Item 5.   Interest in Securities of the Issuer

          (a)  Amount and percentage beneficially owned:
               Reporting Person:
               9,651,667 shares, including 42,127 shares owned directly;
               1,992,457 shares held directly by the Stewart Bainum, Jr.
               Declaration of Trust ("SBJ Trust"), of which Mr. Bainum, Jr. is
               the sole trustee and beneficiary; 3,567,869 shares held directly
               by Realty Investment Company, a real estate management and
               investment company in which the SBJ Trust is a stockholder
               (beneficial ownership of such shares is disclaimed); 112,200
               shares held by Vintage Limited Partnership, a family investment
               partnership of which Mr. Bainum, Jr. is a stockholder of the
               Corporate General Partner and has shared voting authority, and
               1,779,628 shares owned by Mid Pines Associates, Limited
               Partnership of which the SBJ Trust is Managing General Partner
               and has shared voting authority. Also includes 1,906,369 shares
               owned by the Roberta Bainum Irrevocable Trust of which Mr.
               Bainum, Jr. is a co-trustee and has shared voting authority.
<PAGE>
 
CUSIP No. 169905-10-6                   13D                         Page 4 of 4



               Also includes 1, 017 shares of restricted stock granted by the
               issuer which Mr. Bainum, Jr. has the right to receive upon
               termination of his employment with the Company pursuant to the
               terms of the Choice Hotels International, Inc. Non-Qualified
               Retirement Savings and Investment Plan. Also includes 250,000
               shares which Mr.
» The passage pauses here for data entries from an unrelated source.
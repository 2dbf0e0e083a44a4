//! Shared state domain module.
//!
//! - `model`: `Theme`, `Notification` and the `PersistedSnapshot` format
//! - `repository`: the `PersistenceAdapter` seam the store writes through

pub mod model;
pub mod repository;

pub use model::{Notification, NotificationKind, PersistedSnapshot, Theme};
pub use repository::{GLOBAL_STATE_KEY, PersistenceAdapter};
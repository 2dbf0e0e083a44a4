//! Restricted view of the store handed to mounted remotes.

use std::sync::Arc;

use hostshell_core::config::CapabilitySet;
use hostshell_core::error::{HostError, Result};
use hostshell_core::remote::SharedStateHandle;
use hostshell_core::state::{Notification, NotificationKind, Theme};

use crate::store::SharedStateStore;

/// Capability handle over a `SharedStateStore`.
///
/// Remotes only ever see this through `&dyn SharedStateHandle`; session
/// operations are not reachable from it.
#[derive(Clone)]
pub struct StoreFacet {
    store: Arc<SharedStateStore>,
    capabilities: CapabilitySet,
}

impl StoreFacet {
    pub(crate) fn new(store: Arc<SharedStateStore>, capabilities: CapabilitySet) -> Self {
        Self {
            store,
            capabilities,
        }
    }

    pub fn capabilities(&self) -> CapabilitySet {
        self.capabilities
    }
}

impl SharedStateHandle for StoreFacet {
    fn notifications(&self) -> Vec<Notification> {
        self.store.notifications()
    }

    fn add_notification(&self, message: &str, kind: NotificationKind) -> String {
        self.store.add_notification(message, kind)
    }

    fn dismiss_notification(&self, id: &str) {
        self.store.dismiss_notification(id);
    }

    fn clear_notifications(&self) {
        self.store.clear_notifications();
    }

    fn theme(&self) -> Result<Theme> {
        if !self.capabilities.shares_theme() {
            return Err(HostError::CapabilityNotGranted("theme"));
        }
        Ok(self.store.theme())
    }

    fn toggle_theme(&self) -> Result<()> {
        if !self.capabilities.shares_theme() {
            return Err(HostError::CapabilityNotGranted("toggle_theme"));
        }
        self.store.toggle_theme();
        Ok(())
    }
}
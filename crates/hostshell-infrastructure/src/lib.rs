pub mod config_service;
pub mod fallback;
pub mod paths;
pub mod runtime;
pub mod storage;

pub use crate::config_service::ConfigService;
pub use crate::fallback::{OfflineFallbackPlugin, RemoteOfflineFallback};
pub use crate::paths::HostPaths;
pub use crate::runtime::{HttpRuntime, RemoteRegistry, StaticRuntime};
pub use crate::storage::{JsonFileStorage, MemoryStorage, UnavailableStorage};
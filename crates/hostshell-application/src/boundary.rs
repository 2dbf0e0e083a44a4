//! Rendering-error containment for mounted remotes.

use std::any::Any;
use std::panic::{AssertUnwindSafe, catch_unwind};

use hostshell_core::error::{HostError, Result};
use hostshell_core::remote::{RemoteComponent, SharedStateHandle};

pub const CRASH_TITLE: &str = "Something went wrong";
pub const CRASH_DETAIL: &str = "An unexpected error occurred while rendering this page.";
pub const CRASH_ACTION: &str = "Try again";

/// Renders `component`, turning both returned errors and panics into
/// `HostError::Render`.
pub fn render_contained(
    component: &dyn RemoteComponent,
    shared: &dyn SharedStateHandle,
) -> Result<String> {
    match catch_unwind(AssertUnwindSafe(|| component.render(shared))) {
        Ok(Ok(content)) => Ok(content),
        Ok(Err(HostError::Render(message))) => Err(HostError::Render(message)),
        Ok(Err(e)) => Err(HostError::render(e.to_string())),
        Err(payload) => Err(HostError::render(panic_message(payload.as_ref()))),
    }
}

fn panic_message(payload: &(dyn Any + Send)) -> String {
    if let Some(message) = payload.downcast_ref::<&str>() {
        message.to_string()
    } else if let Some(message) = payload.downcast_ref::<String>() {
        message.clone()
    } else {
        "remote panicked while rendering".to_string()
    }
}

#[cfg(test)]
mod tests {
    use super::*;
    use hostshell_core::state::{Notification, NotificationKind, Theme};

    struct NullHandle;

    impl SharedStateHandle for NullHandle {
        fn notifications(&self) -> Vec<Notification> {
            Vec::new()
        }
        fn add_notification(&self, _message: &str, _kind: NotificationKind) -> String {
            String::new()
        }
        fn dismiss_notification(&self, _id: &str) {}
        fn clear_notifications(&self) {}
        fn theme(&self) -> Result<Theme> {
            Ok(Theme::Light)
        }
        fn toggle_theme(&self) -> Result<()> {
            Ok(())
        }
    }

    enum Outcome {
        Fine,
        Errors,
        Panics,
    }

    struct Scripted(Outcome);

    impl RemoteComponent for Scripted {
        fn name(&self) -> &str {
            "Scripted"
        }
        fn render(&self, _shared: &dyn SharedStateHandle) -> Result<String> {
            match self.0 {
                Outcome::Fine => Ok("<dashboard>".to_string()),
                Outcome::Errors => Err(HostError::internal("widget missing")),
                Outcome::Panics => panic!("index out of bounds"),
            }
        }
    }

    #[test]
    fn test_success_passes_through() {
        let content = render_contained(&Scripted(Outcome::Fine), &NullHandle).unwrap();
        assert_eq!(content, "<dashboard>");
    }

    #[test]
    fn test_error_becomes_render_error() {
        let err = render_contained(&Scripted(Outcome::Errors), &NullHandle).unwrap_err();
        match err {
            HostError::Render(message) => assert!(message.contains("widget missing")),
            other => panic!("unexpected {:?}", other),
        }
    }

    #[test]
    fn test_panic_is_contained() {
        let err = render_contained(&Scripted(Outcome::Panics), &NullHandle).unwrap_err();
        assert!(matches!(err, HostError::Render(ref m) if m == "index out of bounds"));
    }
}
Bainum, Jr. has the right to acquire pursuant to
               stock options which are presently exercisable or which become
               exercisable within sixty days.

          (b)  Number of shares as to which such person has:

               (i) Sole Voting Power             2,285,601

               (ii) Shared Voting Power          7,366,066

               (iii) Sole Dispositive Power      2,285,601

               (iv) Shared Dispositive Power     7,366,066

          (c)  A schedule of transactions effected in the last sixty days is  as
               follows:

               Not applicable.

          (d)  Ownership of more than five percent on behalf of Another Person:

               To the extent that shares of the issuer identified in Item 5(a)
               are held by corporations or partnerships, other shareholders and
               partners, respectively, have the right to receive dividends from,
               or the proceeds from the sale of the

               shares to the extent of their proportionate interests in such
               entities.  To the best of the Reporting Person's knowledge, other
               than Stewart and Jane Bainum, and their four adult children,
               Stewart Bainum, Jr., Bruce Bainum, Roberta Bainum and Barbara
               Bainum, no other person has such interest relating to more than
               5% of the outstanding class of securities.

          (e)  Ownership of Less than Five Percent:

               Not applicable.

Item 6.   Contracts, Arrangements, Understandings or Relationships with Respect
          to Securities of the Issuer

          Not applicable.

Item 7.   Material to be Filed as Exhibits

          None

Signature
   After reasonable inquiry and to the best of my knowledge and belief, I
certify that the information set forth in this statement is true, complete and
correct.


Date:  April 28, 1999



                           /s/ Stewart Bainum, Jr.
                           -----------------------------------------
                            Stewart Bainum, Jr.